Without any one of these, dialogue is doomed.
But my skepticism for this article centers on time — actually the lack of it. Specifically, the lack of breathing space for part-time local elected officials to absorb and evaluate fast-changing circumstances, unanticipated events and forces, more involved and demanding constituents, and ever more complex information and choices.
Given the time constraints confronting part-time Councillors, I’m beginning to question whether quality decision-making of any kind, let alone democratic dialogue, is even remotely feasible in local NZ government.
Councils do devote time to the rituals of public consultation. But the higher the stakes, the more settled the views of Councils already are when the process begins. On the big issues, Councils don’t have time for serious dialogue with an (assumed to be) uninformed public, and so they put forward fully-baked proposals, build momentum for them, and entertain only marginal adjustments.
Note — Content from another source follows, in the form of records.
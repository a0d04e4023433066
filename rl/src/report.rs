//! Run reporter - human-readable status lines
//!
//! Reporting is best-effort: a failing sink never reaches the controller.

use std::io::Write;
use std::sync::Mutex;
use std::time::Duration;

use colored::Colorize;
use tracing::{debug, info, warn};

use crate::executor::{Classification, ExecutionOutcome};
use crate::r#loop::{FinalStatus, RunConfig, RunStatus};

/// Observer of controller lifecycle events
pub trait Reporter: Send + Sync {
    fn run_started(&self, config: &RunConfig);

    fn iteration_finished(&self, attempt: u32, max_iterations: u32, outcome: &ExecutionOutcome);

    fn waiting(&self, attempt: u32, delay: Duration);

    fn run_finished(&self, status: &FinalStatus);
}

/// Reporter that discards everything
#[derive(Debug, Default, Clone, Copy)]
pub struct NullReporter;

impl Reporter for NullReporter {
    fn run_started(&self, _config: &RunConfig) {}
    fn iteration_finished(&self, _attempt: u32, _max_iterations: u32, _outcome: &ExecutionOutcome) {}
    fn waiting(&self, _attempt: u32, _delay: Duration) {}
    fn run_finished(&self, _status: &FinalStatus) {}
}

/// Line-oriented reporter writing to any sink (stdout by default)
pub struct ConsoleReporter {
    sink: Mutex<Box<dyn Write + Send>>,
    show_detail: bool,
}

impl ConsoleReporter {
    pub fn stdout() -> Self {
        Self::new(Box::new(std::io::stdout()))
    }

    pub fn new(sink: Box<dyn Write + Send>) -> Self {
        Self {
            sink: Mutex::new(sink),
            show_detail: false,
        }
    }

    /// Also print the executor's diagnostic detail after each attempt
    pub fn with_detail(mut self, show_detail: bool) -> Self {
        self.show_detail = show_detail;
        self
    }

    fn emit(&self, line: &str) {
        let Ok(mut sink) = self.sink.lock() else {
            debug!("ConsoleReporter::emit: sink lock poisoned");
            return;
        };
        if let Err(e) = writeln!(sink, "{}", line).and_then(|_| sink.flush()) {
            debug!(error = %e, "ConsoleReporter::emit: write failed");
        }
    }

    fn timestamp() -> String {
        chrono::Local::now().format("%H:%M:%S").to_string()
    }
}

impl Reporter for ConsoleReporter {
    fn run_started(&self, config: &RunConfig) {
        info!(
            "Run started: spec={}, max_iterations={}, delay={:?}",
            config.spec_path.display(),
            config.max_iterations,
            config.backoff.base
        );
        self.emit(&format!(
            "[{}] {} spec={} max-iterations={} delay={:?}",
            Self::timestamp(),
            "Starting".cyan().bold(),
            config.spec_path.display(),
            config.max_iterations,
            config.backoff.base
        ));
    }

    fn iteration_finished(&self, attempt: u32, max_iterations: u32, outcome: &ExecutionOutcome) {
        let label = match outcome.classification {
            Classification::Success => outcome.classification.to_string().green(),
            Classification::RetryableFailure => outcome.classification.to_string().yellow(),
            Classification::FatalFailure => outcome.classification.to_string().red(),
        };
        info!("Attempt {}/{}: {}", attempt, max_iterations, outcome.classification);
        self.emit(&format!(
            "[{}] Attempt {}/{}: {}",
            Self::timestamp(),
            attempt,
            max_iterations,
            label
        ));

        if self.show_detail && !outcome.detail.is_empty() {
            for line in outcome.detail.lines() {
                self.emit(&format!("    {}", line.dimmed()));
            }
        }
    }

    fn waiting(&self, attempt: u32, delay: Duration) {
        debug!(attempt, delay_ms = delay.as_millis() as u64, "ConsoleReporter::waiting: called");
        if !delay.is_zero() {
            self.emit(&format!("[{}] Waiting {:?} before attempt {}", Self::timestamp(), delay, attempt + 1));
        }
    }

    fn run_finished(&self, status: &FinalStatus) {
        let label = match status.status {
            RunStatus::Succeeded => status.status.to_string().green().bold(),
            RunStatus::Cancelled | RunStatus::ExhaustedIterations => status.status.to_string().yellow().bold(),
            RunStatus::FatalError | RunStatus::Running => status.status.to_string().red().bold(),
        };
        if status.status == RunStatus::Succeeded {
            info!("Run finished: {} after {} attempt(s)", status.status, status.attempt);
        } else {
            warn!("Run finished: {} after {} attempt(s)", status.status, status.attempt);
        }
        self.emit(&format!(
            "[{}] Finished: {} after {} attempt(s)",
            Self::timestamp(),
            label,
            status.attempt
        ));
    }
}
Sometimes we might rightly question their motivations … but often they just want to get on with it. After all, they’re trying to drink out of a fire hose!
If this is a problem — and I’d love to hear from Councillors who believe it is not — then what are some remedies? I’d suggest:
1. Take as much as possible off the table. Take the absurdly microscopic trivia off Councillors’ agendas to make room for the bigger issues. Having sat through many hours of mind-numbing discussion of matters not worthy of an intermediate school student council, I can attest that Councillors are their own worst enemy … they’re biologically addicted to minutiae.
2. Insist, on the big issues, that Council staff frame genuine, reasonable alternatives for consideration that are equally researched and worthy of debate.
3. Provide staff support — or a research budget — to individual Councillors, so they can intelligently and independently probe and debate the serious issues.
4. Establish the expectation that serving as a Councillor is a full-time commitment, and reinforce that expectation with commensurate pay. Forget this romantic 19th century notion that individuals can hold down full-time private employment and concurrently serve effectively as part-time elected officials. It’s nonsense, unless they’re prepared to work as hard as a Mayor Yule.
If steps like these are taken to re-focus and equip Councillors to face the complex challenges of 21st century local government, then we can begin to worry about involving the public in the party in some more meaningful way. Meantime, why pretend? The way things are today, more public dialogue would be just another wave across the partly submerged deck.